Hacker News new | ask | show | jobs
by Eridrus 3512 days ago
> FastText(.zip) continues to be a weird project.

What is weird to you about the project? I haven't looked at the details, but the motivation seems pretty obviously to be able to run deep learning models on people's phones without seriously impacting UX.

Hell, even running a large vocabulary model on a server can be annoying when these models take ~10GB to just store the word vectors.

1 comments

Well, it isn't deep learning for one thing.

Basically it's a reappraisal of early 2000-style manually engineered features. It's good work, but doesn't add much over VopalWabbit.

I haven't read the .zip paper in depth, but the mobile angle doesn't seem convincing to me. Text models generally just aren't that big! Drop the number of dimensions in W2V and it's really pretty small, and still expressive.

Don't get me wrong - I like FastText. But it suprises me it remains a research direction - almost everyone else is working on trying other approaches to get an AlexNet like breakthrough on NLP tasks. It's pretty clear that breakthrough won't come from the FastText approach.

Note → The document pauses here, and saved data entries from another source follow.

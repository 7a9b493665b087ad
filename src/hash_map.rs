//! Hashed maps: unique-keyed and multi-keyed wrappers over the hash core.
//!
//! Both iterate in insertion order through the cursor contract (`Sequence`,
//! read-only; keys are immutable once stored, so maps expose no
//! `SequenceMut`). Lookup misses come back as `end()` from `find` and as
//! `None`/`0` from the value accessors; only `at` raises.

use crate::cursor::{AccessError, Sequence};
use crate::hash_core::HashCore;
use crate::node_list::ListCursor;
use core::borrow::Borrow;
use core::hash::{BuildHasher, Hash};
use std::collections::hash_map::RandomState;

/// Hash map with at most one element per key. Inserting a duplicate key is
/// a no-op returning the existing position: first write wins.
pub struct UniqueMap<K, V, S = RandomState> {
    core: HashCore<K, V, S>,
}

impl<K, V> UniqueMap<K, V>
where
    K: Eq + Hash,
{
    pub fn new() -> Self {
        Self {
            core: HashCore::new(),
        }
    }

    pub fn with_bucket_count(count: usize) -> Self {
        Self {
            core: HashCore::with_bucket_count(count),
        }
    }
}

impl<K, V> Default for UniqueMap<K, V>
where
    K: Eq + Hash,
{
    fn default() -> Self {
        Self::new()
    }
}

impl<K, V, S> UniqueMap<K, V, S>
where
    K: Eq + Hash,
    S: BuildHasher,
{
    pub fn with_hasher(hasher: S) -> Self {
        Self {
            core: HashCore::with_hasher(hasher),
        }
    }

    pub fn with_bucket_count_and_hasher(count: usize, hasher: S) -> Self {
        Self {
            core: HashCore::with_bucket_count_and_hasher(count, hasher),
        }
    }

    pub fn len(&self) -> usize {
        self.core.len()
    }

    pub fn is_empty(&self) -> bool {
        self.core.is_empty()
    }

    /// Insert; `(existing position, false)` on a duplicate key.
    pub fn insert(&mut self, key: K, value: V) -> (ListCursor, bool) {
        self.core.insert_unique(key, value)
    }

    /// Insert, or replace the mapped value of an existing key.
    /// Returns `true` when a new element was created.
    pub fn insert_or_assign(&mut self, key: K, value: V) -> (ListCursor, bool) {
        self.core.insert_or_assign(key, value)
    }

    /// Remove and return the element with key `q`.
    pub fn extract<Q>(&mut self, q: &Q) -> Option<(K, V)>
    where
        K: Borrow<Q>,
        Q: ?Sized + Hash + Eq,
    {
        self.core.extract(q)
    }

    /// Cursor to the element with key `q`, or `end()` when absent.
    pub fn find<Q>(&self, q: &Q) -> ListCursor
    where
        K: Borrow<Q>,
        Q: ?Sized + Hash + Eq,
    {
        self.core.find_cursor(q).unwrap_or_else(|| self.end())
    }

    pub fn contains_key<Q>(&self, q: &Q) -> bool
    where
        K: Borrow<Q>,
        Q: ?Sized + Hash + Eq,
    {
        self.core.contains(q)
    }

    pub fn get<Q>(&self, q: &Q) -> Option<&V>
    where
        K: Borrow<Q>,
        Q: ?Sized + Hash + Eq,
    {
        self.core.value(q)
    }

    pub fn get_mut<Q>(&mut self, q: &Q) -> Option<&mut V>
    where
        K: Borrow<Q>,
        Q: ?Sized + Hash + Eq,
    {
        self.core.value_mut(q)
    }

    /// Checked access: absent key raises instead of returning a sentinel.
    pub fn at<Q>(&self, q: &Q) -> Result<&V, AccessError>
    where
        K: Borrow<Q>,
        Q: ?Sized + Hash + Eq,
    {
        self.core.value(q).ok_or(AccessError::OutOfRange)
    }

    /// Remove the element with key `q`; count removed (0 or 1).
    pub fn erase<Q>(&mut self, q: &Q) -> usize
    where
        K: Borrow<Q>,
        Q: ?Sized + Hash + Eq,
    {
        self.core.erase_key(q)
    }

    /// Remove the element at `c`, returning its pair and the cursor after.
    pub fn erase_at(&mut self, c: ListCursor) -> Option<((K, V), ListCursor)> {
        self.core.erase_cursor(c)
    }

    /// Entry behind a cursor. Equivalent to `Sequence::get`, kept inherent
    /// because `get` here is the key-based accessor.
    pub fn pair_at(&self, c: ListCursor) -> Option<&(K, V)> {
        self.core.pair_at(c)
    }

    /// Mapped value behind a cursor, mutable. Keys stay immutable.
    pub fn value_at_mut(&mut self, c: ListCursor) -> Option<&mut V> {
        self.core.value_at_mut(c)
    }

    /// Move every element of `other` into `self`; elements whose key is
    /// already present are dropped. `other` is left empty.
    pub fn merge(&mut self, other: &mut Self) {
        self.core.merge(&mut other.core, true);
    }

    /// Batched insert: the bucket array is sized once for the whole batch,
    /// so at most one rehash happens.
    pub fn extend<I>(&mut self, items: I)
    where
        I: IntoIterator<Item = (K, V)>,
    {
        self.core.extend_unique(items);
    }

    pub fn rehash(&mut self, bucket_count: usize) {
        self.core.rehash(bucket_count);
    }

    pub fn reserve(&mut self, additional: usize) {
        self.core.reserve(additional);
    }

    pub fn bucket_count(&self) -> usize {
        self.core.bucket_count()
    }

    pub fn bucket_size(&self, index: usize) -> usize {
        self.core.bucket_size(index)
    }

    pub fn bucket_of<Q>(&self, q: &Q) -> usize
    where
        Q: ?Sized + Hash,
    {
        self.core.bucket_of(q)
    }

    /// Entries of one bucket, oldest first.
    pub fn bucket_iter(&self, index: usize) -> impl Iterator<Item = (&K, &V)> {
        self.core.bucket_pairs(index).map(|(k, v)| (k, v))
    }

    pub fn load_factor(&self) -> f64 {
        self.core.load_factor()
    }

    pub fn max_load_factor(&self) -> f64 {
        self.core.max_load_factor()
    }

    pub fn set_max_load_factor(&mut self, limit: f64) {
        self.core.set_max_load_factor(limit);
    }

    pub fn clear(&mut self) {
        self.core.clear();
    }

    /// Insertion-order iteration.
    pub fn iter(&self) -> impl Iterator<Item = (&K, &V)> {
        self.core.iter_pairs().map(|(k, v)| (k, v))
    }
}

impl<K, V, S> Sequence for UniqueMap<K, V, S>
where
    K: Eq + Hash,
    S: BuildHasher,
{
    type Item = (K, V);
    type Cursor = ListCursor;

    fn begin(&self) -> ListCursor {
        self.core.seq_begin()
    }

    fn end(&self) -> ListCursor {
        self.core.seq_end()
    }

    fn next(&self, c: ListCursor) -> ListCursor {
        self.core.seq_next(c)
    }

    fn prev(&self, c: ListCursor) -> ListCursor {
        self.core.seq_prev(c)
    }

    fn get(&self, c: ListCursor) -> Option<&(K, V)> {
        self.core.pair_at(c)
    }

    fn len(&self) -> usize {
        self.core.len()
    }
}

impl<K, V> FromIterator<(K, V)> for UniqueMap<K, V>
where
    K: Eq + Hash,
{
    fn from_iter<I: IntoIterator<Item = (K, V)>>(iter: I) -> Self {
        let mut map = Self::new();
        map.extend(iter);
        map
    }
}

/// Hash map allowing any number of elements per key, kept in insertion
/// order among equal keys.
pub struct MultiMap<K, V, S = RandomState> {
    core: HashCore<K, V, S>,
}

impl<K, V> MultiMap<K, V>
where
    K: Eq + Hash,
{
    pub fn new() -> Self {
        Self {
            core: HashCore::new(),
        }
    }

    pub fn with_bucket_count(count: usize) -> Self {
        Self {
            core: HashCore::with_bucket_count(count),
        }
    }
}

impl<K, V> Default for MultiMap<K, V>
where
    K: Eq + Hash,
{
    fn default() -> Self {
        Self::new()
    }
}

impl<K, V, S> MultiMap<K, V, S>
where
    K: Eq + Hash,
    S: BuildHasher,
{
    pub fn with_hasher(hasher: S) -> Self {
        Self {
            core: HashCore::with_hasher(hasher),
        }
    }

    pub fn len(&self) -> usize {
        self.core.len()
    }

    pub fn is_empty(&self) -> bool {
        self.core.is_empty()
    }

    /// Always creates a new element; duplicates are kept.
    pub fn insert(&mut self, key: K, value: V) -> ListCursor {
        self.core.insert_multi(key, value)
    }

    /// Cursor to the oldest element with key `q`, or `end()` when absent.
    pub fn find<Q>(&self, q: &Q) -> ListCursor
    where
        K: Borrow<Q>,
        Q: ?Sized + Hash + Eq,
    {
        self.core.find_cursor(q).unwrap_or_else(|| self.end())
    }

    /// Cursors to every element with key `q`, oldest first.
    pub fn find_all<Q>(&self, q: &Q) -> Vec<ListCursor>
    where
        K: Borrow<Q>,
        Q: ?Sized + Hash + Eq,
    {
        self.core.find_all_cursors(q)
    }

    pub fn contains_key<Q>(&self, q: &Q) -> bool
    where
        K: Borrow<Q>,
        Q: ?Sized + Hash + Eq,
    {
        self.core.contains(q)
    }

    /// Number of elements with key `q`.
    pub fn count<Q>(&self, q: &Q) -> usize
    where
        K: Borrow<Q>,
        Q: ?Sized + Hash + Eq,
    {
        self.core.count_key(q)
    }

    /// Remove every element with key `q`; count removed.
    pub fn erase<Q>(&mut self, q: &Q) -> usize
    where
        K: Borrow<Q>,
        Q: ?Sized + Hash + Eq,
    {
        self.core.erase_key(q)
    }

    pub fn erase_at(&mut self, c: ListCursor) -> Option<((K, V), ListCursor)> {
        self.core.erase_cursor(c)
    }

    /// Entry behind a cursor. Equivalent to `Sequence::get`, kept inherent
    /// because `get` would shadow the key-based accessors.
    pub fn pair_at(&self, c: ListCursor) -> Option<&(K, V)> {
        self.core.pair_at(c)
    }

    pub fn value_at_mut(&mut self, c: ListCursor) -> Option<&mut V> {
        self.core.value_at_mut(c)
    }

    /// Move every element of `other` into `self` (duplicates included),
    /// leaving `other` empty.
    pub fn merge(&mut self, other: &mut Self) {
        self.core.merge(&mut other.core, false);
    }

    /// Batched insert with at most one rehash.
    pub fn extend<I>(&mut self, items: I)
    where
        I: IntoIterator<Item = (K, V)>,
    {
        self.core.extend_multi(items);
    }

    pub fn rehash(&mut self, bucket_count: usize) {
        self.core.rehash(bucket_count);
    }

    pub fn reserve(&mut self, additional: usize) {
        self.core.reserve(additional);
    }

    pub fn bucket_count(&self) -> usize {
        self.core.bucket_count()
    }

    pub fn bucket_size(&self, index: usize) -> usize {
        self.core.bucket_size(index)
    }

    pub fn bucket_of<Q>(&self, q: &Q) -> usize
    where
        Q: ?Sized + Hash,
    {
        self.core.bucket_of(q)
    }

    pub fn load_factor(&self) -> f64 {
        self.core.load_factor()
    }

    pub fn max_load_factor(&self) -> f64 {
        self.core.max_load_factor()
    }

    pub fn set_max_load_factor(&mut self, limit: f64) {
        self.core.set_max_load_factor(limit);
    }

    pub fn clear(&mut self) {
        self.core.clear();
    }

    pub fn iter(&self) -> impl Iterator<Item = (&K, &V)> {
        self.core.iter_pairs().map(|(k, v)| (k, v))
    }
}

impl<K, V, S> Sequence for MultiMap<K, V, S>
where
    K: Eq + Hash,
    S: BuildHasher,
{
    type Item = (K, V);
    type Cursor = ListCursor;

    fn begin(&self) -> ListCursor {
        self.core.seq_begin()
    }

    fn end(&self) -> ListCursor {
        self.core.seq_end()
    }

    fn next(&self, c: ListCursor) -> ListCursor {
        self.core.seq_next(c)
    }

    fn prev(&self, c: ListCursor) -> ListCursor {
        self.core.seq_prev(c)
    }

    fn get(&self, c: ListCursor) -> Option<&(K, V)> {
        self.core.pair_at(c)
    }

    fn len(&self) -> usize {
        self.core.len()
    }
}

impl<K, V> FromIterator<(K, V)> for MultiMap<K, V>
where
    K: Eq + Hash,
{
    fn from_iter<I: IntoIterator<Item = (K, V)>>(iter: I) -> Self {
        let mut map = Self::new();
        map.extend(iter);
        map
    }
}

> Well, it isn't deep learning for one thing.

You know, I didn't actually realise that. I had only glanced at it and assumed they were applying these ideas to deep models.

> Drop the number of dimensions in W2V and it's really pretty small, and still expressive.

I don't think it's crazy to want to be able to do get better performance with small memory targets though.

They're working on other directions too, but maybe this is useful for their product groups.

What do you think are the more promising approaches? If you could link to some papers, I'd love to read some of them.